In spring, a young man’s fancy turns to … baseball

Okay, so I’m not young anymore and haven’t been for a long time. But I still experience that mystical excitement every April just like when I was a boy and a new baseball season took off.

My grandchildren don’t understand this, but we really did go through life back then without hundreds of TV channels to choose from. In fact I became a baseball fan before we even had a TV. Following baseball was a matter of reading the sports section every morning and carefully checking the box scores to see how my favorite team did.

Getting a transistor radio took my love affair with a baseball to a new level. It had an alligator clip antenna that I would connect to an iron fence in the back yard and listen to the Detroit Tigers. I should have become a Tiger fan but I didn’t, and here’s why.

We eventually got a TV and I discovered the Saturday Game of the Week with Dizzy Dean and Pee Wee Reese. It seemed to me that the weekly game almost always broadcast either the New York Yankees or the Brooklyn/Los Angeles Dodgers. I should have become a Dodger fan since Carl Erskine from nearby Anderson pitched for them but Mickey Mantle seemed to hit a home run every Saturday and, after all, I was an impressionable youngster. I became and remain a Yankees fan, something quite out of the ordinary for northeast Indiana.

Even with a TV, though, the sine qua non of childhood baseball fandom was collecting Topps baseball cards. A nickel a pack and the absolutely worst bubble gum ever foisted on civilization, it was almost spiritual to make my weekly trip to the small grocery store a couple of streets over and spend my entire allowance on packs of pure joy.

I think I learned whatever math skills I had by memorizing, sorting and recalculating the statistics on the back of each player’s card. I sorted my cards by team but kept a checklist by card number so that I knew which ones I needed to trade for. That’s why getting doubles of a player was a good thing; there existed a free market of baseball card trading that would have done Adam Smith proud.

Some kids, obviously mental defectives, actually stuck cards between their bicycle spokes. It made a sound worse than fingernails on a chalkboard to my youthful capitalist ears.

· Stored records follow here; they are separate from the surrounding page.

use std::fmt::{self, Debug, Display, Formatter};

use crate::data::Pos;

/// One activation of a machine.
#[derive(Clone, Copy, PartialEq, Eq, Hash)]
pub struct Tap {
    /// Index of the machine in the level
    pub machine: usize,
    /// Where the machine's anchor was when it was tapped
    pub pos: Pos,
}

impl Tap {
    pub(crate) fn new(machine: usize, pos: Pos) -> Self {
        Tap { machine, pos }
    }
}

impl Display for Tap {
    fn fmt(&self, f: &mut Formatter<'_>) -> fmt::Result {
        write!(f, "{}", self.pos)
    }
}

impl Debug for Tap {
    fn fmt(&self, f: &mut Formatter<'_>) -> fmt::Result {
        write!(f, "#{}@{}", self.machine, self.pos)
    }
}

#[derive(Clone, Default, PartialEq, Eq, Hash)]
pub struct Taps(Vec<Tap>);

impl Taps {
    pub(crate) fn new(taps: Vec<Tap>) -> Self {
        Taps(taps)
    }

    pub fn len(&self) -> usize {
        self.0.len()
    }

    pub fn is_empty(&self) -> bool {
        self.0.is_empty()
    }

    pub fn iter(&self) -> ::std::slice::Iter<'_, Tap> {
        self.0.iter()
    }

    /// Just the cells to tap, in order
    pub fn positions(&self) -> Vec<Pos> {
        self.0.iter().map(|tap| tap.pos).collect()
    }
}

impl IntoIterator for Taps {
    type Item = Tap;
    type IntoIter = ::std::vec::IntoIter<Tap>;

    fn into_iter(self) -> Self::IntoIter {
        self.0.into_iter()
    }
}

impl<'a> IntoIterator for &'a Taps {
    type Item = &'a Tap;
    type IntoIter = ::std::slice::Iter<'a, Tap>;

    fn into_iter(self) -> Self::IntoIter {
        self.0.iter()
    }
}

impl Display for Taps {
    fn fmt(&self, f: &mut Formatter<'_>) -> fmt::Result {
        let positions: Vec<_> = self.0.iter().map(|tap| tap.to_string()).collect();
        write!(f, "{}", positions.join(" "))
    }
}

impl Debug for Taps {
    fn fmt(&self, f: &mut Formatter<'_>) -> fmt::Result {
        write!(f, "{:?}", self.0)
    }
}

#[cfg(test)]
mod tests {
    use super::*;

    #[test]
    fn formatting_taps() {
        let taps = Taps::new(vec![
            Tap::new(0, Pos::new(1, 2)),
            Tap::new(1, Pos::new(3, 1)),
        ]);
        assert_eq!(taps.to_string(), "[1, 2] [3, 1]");
        assert_eq!(format!("{:?}", taps), "[#0@[1, 2], #1@[3, 1]]");
        assert_eq!(Taps::default().to_string(), "");
    }

    #[test]
    fn iterating() {
        let v = vec![
            Tap::new(0, Pos::new(0, 0)),
            Tap::new(2, Pos::new(4, 1)),
            Tap::new(0, Pos::new(0, 0)),
        ];
        let taps = Taps::new(v.clone());
        assert_eq!(taps.len(), 3);
        assert!(!taps.is_empty());
        assert_eq!(
            taps.positions(),
            vec![Pos::new(0, 0), Pos::new(4, 1), Pos::new(0, 0)]
        );

        let mut v2 = Vec::new();
        for &t in &taps {
            v2.push(t);
        }
        for &t in taps.iter() {
            v2.push(t);
        }
        for t in taps {
            v2.push(t);
        }
        assert_eq!(v2.len(), 9);
        for chunk in v2.chunks(3) {
            assert_eq!(chunk, &v[..]);
        }
    }
}
//! The game groups its puzzles into packs by difficulty.
//! Level files are stored as `<levels dir>/<pack name>/<puzzle number>`.

use std::path::{Path, PathBuf};

pub const PACK_NAMES: [&str; 12] = [
    "Practice",
    "Beginner",
    "Amateur",
    "Average",
    "Experienced",
    "Skilled",
    "Professional",
    "Expert",
    "Genius",
    "Extreme",
    "Ultimate",
    "Impossible",
];

/// Accepts either a 1-based pack number or a name (case insensitive).
pub fn pack_name(pack: &str) -> Option<&'static str> {
    if let Ok(number) = pack.parse::<usize>() {
        return number
            .checked_sub(1)
            .and_then(|i| PACK_NAMES.get(i))
            .cloned();
    }
    PACK_NAMES
        .iter()
        .find(|name| name.eq_ignore_ascii_case(pack))
        .cloned()
}

pub fn puzzle_path<P: AsRef<Path>>(levels_dir: P, pack_name: &str, puzzle: u32) -> PathBuf {
    levels_dir
        .as_ref()
        .join(pack_name)
        .join(puzzle.to_string())
}

#[cfg(test)]
mod tests {
    use super::*;

    #[test]
    fn looking_up_packs() {
        assert_eq!(pack_name("1"), Some("Practice"));
        assert_eq!(pack_name("12"), Some("Impossible"));
        assert_eq!(pack_name("0"), None);
        assert_eq!(pack_name("13"), None);
        assert_eq!(pack_name("genius"), Some("Genius"));
        assert_eq!(pack_name("EXPERT"), Some("Expert"));
        assert_eq!(pack_name("nope"), None);
    }

    #[test]
    fn paths() {
        assert_eq!(
            puzzle_path("levels", "Skilled", 7),
            Path::new("levels").join("Skilled").join("7")
        );
    }
}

Topps ruled the baseball card world back in the 1950s but there were other opportunities for collecting. One of the breakfast cereal companies printed player cards on the back of the box. My mother quickly learned her rule of not cutting out the cards until the cereal was gone met defeat at the hands of the law of unintended consequences. I simply ate about a dozen bowlfuls on the morning the box was opened and stuffed as much as I could down my younger brother’s throat, then reached for the scissors.

I hear there are un-American subversives who claim that football has become the new national sport. Football? Are they serious? George Will, who is some kind of genius by all accounts, put it nicely: “Football combines the two worst things about America: it is violence punctuated by committee meetings.”

Where is the cerebral stimulation in football, apart from being clocked helmet to helmet? Where is the drama of one man, the pitcher, against one man, the batter? What in football equals the pure athleticism of hitting a 90-mile-an-hour spinning ball with less than a quarter second to decide whether to swing. Yale professor Robert Adair has written that the laws of physics prove it is impossible to hit a Major League pitch except by luck. Yet they do.

And the claim by football partisans that baseball is all dead time? A recent study showed the ball is in play a greater amount of time in baseball (18 minutes of action over three hours) than in football (11 minutes over three and one-half hours).

Finally, baseball has a conciliatory effect on even the most contentious human relationships. Fathers and teenage sons who fight about nearly everything else can go the ballpark and root for the hometown team. A book by lifetime Cardinals fan Will Leitch tells how he took his Cubs-hating father to Wrigley Field only to discover that dad had become best friends with all the bleacher bums.

Even the Democrats and Republicans in Congress, who can be counted on to say the nastiest things about each other in front of a news camera, come together each summer on a baseball field and actually enjoy each other’s company, at least for one evening.

A final note about my Yankee obsession. My son, who lives in New Hampshire, got tickets to Yankee Stadium for the two of us last summer. In my 60-plus years of following the Yankees, I had never been there. Other than giving me my first grandchild, this was the best gift I have ever received from him.

Spring has returned, and I have my MLB.com subscription and season tickets to my hometown minor league team. I feel young again.